Like a lot of people, I’m crazy about the daily online puzzle game Wordle. It involves guessing a five-letter word using a process of letter elimination. It requires you to start with any word. Everyone has their favourites. Some of mine are “early”, “point” and “yield”.
I remember the first time I saw the word yield. I was a child and I was watching my mother bake cookies. At the end of the recipe, it said “yields two dozen”. My mother explained that was how many cookies the recipe would produce.
Over the years, I’ve found that most people don’t understand the concept of yield in investing. Like with the cookies, it helps explain what a security will produce as a percentage of the investment. That’s where people get tripped up.
Let’s say that for $100, you could buy a share of a company that pays $3 in dividends annually. Your yield would be 3%. If next week, the shares were trading at $105, the person who bought them would also receive $3 annually in dividends, but his or her yield would be only 2.86%. They had to invest more money than you to receive the same dollar amount of dividends, so their “yield” is lower in percentage terms (3/105=2.86). If the stock had fallen in value and they had purchased at $95, their yield would have been higher – 3.16%.
As Prices Rise, Yields Fall. As Prices Drop, Yields Rise.
It’s been a tough year for investments so far. Both stocks and bonds have fallen in value. Many investors have not experienced a significant drop in bond values before. Bonds are dropping because interest rates are rising. Sounds weird, doesn’t it? Your instincts may have had you believe that rising rates would be good for bonds. It’s good for a newly issued bond or a GIC at the current rate. But it generally causes the market value of existing bonds to fall. Here’s why….

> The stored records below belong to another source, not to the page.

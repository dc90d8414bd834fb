use chrono::{DateTime, Utc};
use serde::Serialize;
use sqlx::FromRow;
use utoipa::ToSchema;
use uuid::Uuid;

use crate::data::user::User;

pub mod db;

/// Academic department, the root of the catalog hierarchy. `code` is the
/// stable natural key (e.g. `CS`).
#[derive(Debug, Clone, Serialize, FromRow, ToSchema)]
#[serde(rename_all = "camelCase")]
pub struct Department {
    pub id: Uuid,
    pub code: String,
    pub name: String,
    pub description: Option<String>,
    pub created_at: DateTime<Utc>,
    pub updated_at: DateTime<Utc>,
}

/// Minimal projection embedded in subject responses.
#[derive(Debug, Clone, Serialize, ToSchema)]
#[serde(rename_all = "camelCase")]
pub struct DepartmentRef {
    pub id: Uuid,
    pub code: String,
    pub name: String,
}

/// Department row of an aggregated listing. The subject count comes from a
/// left join so departments without subjects stay in the result with zero.
#[derive(Debug, Clone, Serialize, FromRow, ToSchema)]
#[serde(rename_all = "camelCase")]
pub struct DepartmentWithSubjectCount {
    #[serde(flatten)]
    #[sqlx(flatten)]
    pub department: Department,
    pub subject_count: i64,
}

/// Member row of a department's user listing: anyone teaching or enrolled in
/// one of the department's classes, with how many of those classes they touch.
#[derive(Debug, Clone, Serialize, FromRow, ToSchema)]
#[serde(rename_all = "camelCase")]
pub struct DepartmentUser {
    #[serde(flatten)]
    #[sqlx(flatten)]
    pub user: User,
    pub class_count: i64,
}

Let’s say that a couple of years ago you bought a $10,000 government bond that would mature in ten years and which paid interest of 1.5% annually. At the time, that may have been the going rate. But with interest rates going up, another investor would not want to purchase that bond from you for the face value of $10,000. They’d be stuck with $150 in annual interest for another 8 years. If the going rate is closer to 3% for an investment of that length of time, they’d have to adjust how much they pay you to achieve a yield of 3% for themselves. The interest payments are $150 per year; 1.5% of $10,000. For them to achieve a 3% yield, they’d have to buy it from you for closer to $8,900. They would receive $150 in interest payments each year and they’d receive the $10,000 face value of the bond in eight years when it matures – $1,100 more than they paid you. That would allow them to achieve a return of about 3% – something we call “yield to maturity”.
Bonds are usually part of a diversified portfolio. When you think of a typical “balanced” investment, the balance that is described is between stocks and bonds; usually around 60% stocks and 40% bonds. Bonds provide stability. Generally, their values fluctuate less than stocks. And, their values often move opposite to stocks. When investors get nervous about the stock market, they usually turn to bonds.
Like stocks, there are many categories of bonds – Federal, Provincial, Corporate, Global, High Yield, Inflation Linked. And there are an even greater number of vehicles to invest in them such as different mutual funds and exchange-traded funds. Many factors and characteristics such as the issuer, the credit quality, the interest rate or “coupon”, the maturity date, liquidity, currency – all contribute to how they will perform.
Unlike GICs, there is a market for bonds. Investors can buy and sell them and their prices fluctuate daily based on all of these factors. Your GICs don’t fluctuate in value because no one can buy them from you and therefore, no market value or price is set for them. You are locked in until they mature and the financial institution that issued them gives you your money back.
For readers who are not clients of mine, I’d be happy to review your investments to help you understand how you are positioned. A properly designed portfolio takes advantage of the opportunities offered in all categories of stocks and bonds to attempt to achieve returns and to mitigate risk. It needs to reflect your goals, your capacity for risk and your overall situation.
You shouldn’t abandon bonds. It’s important to remember that over 90% of your return and volatility are determined by how you are positioned among the main categories of investments such as stocks as bonds. Fittingly, the term we use for those categories could end up being what you’re looking for in Wordle one day. Asset Class.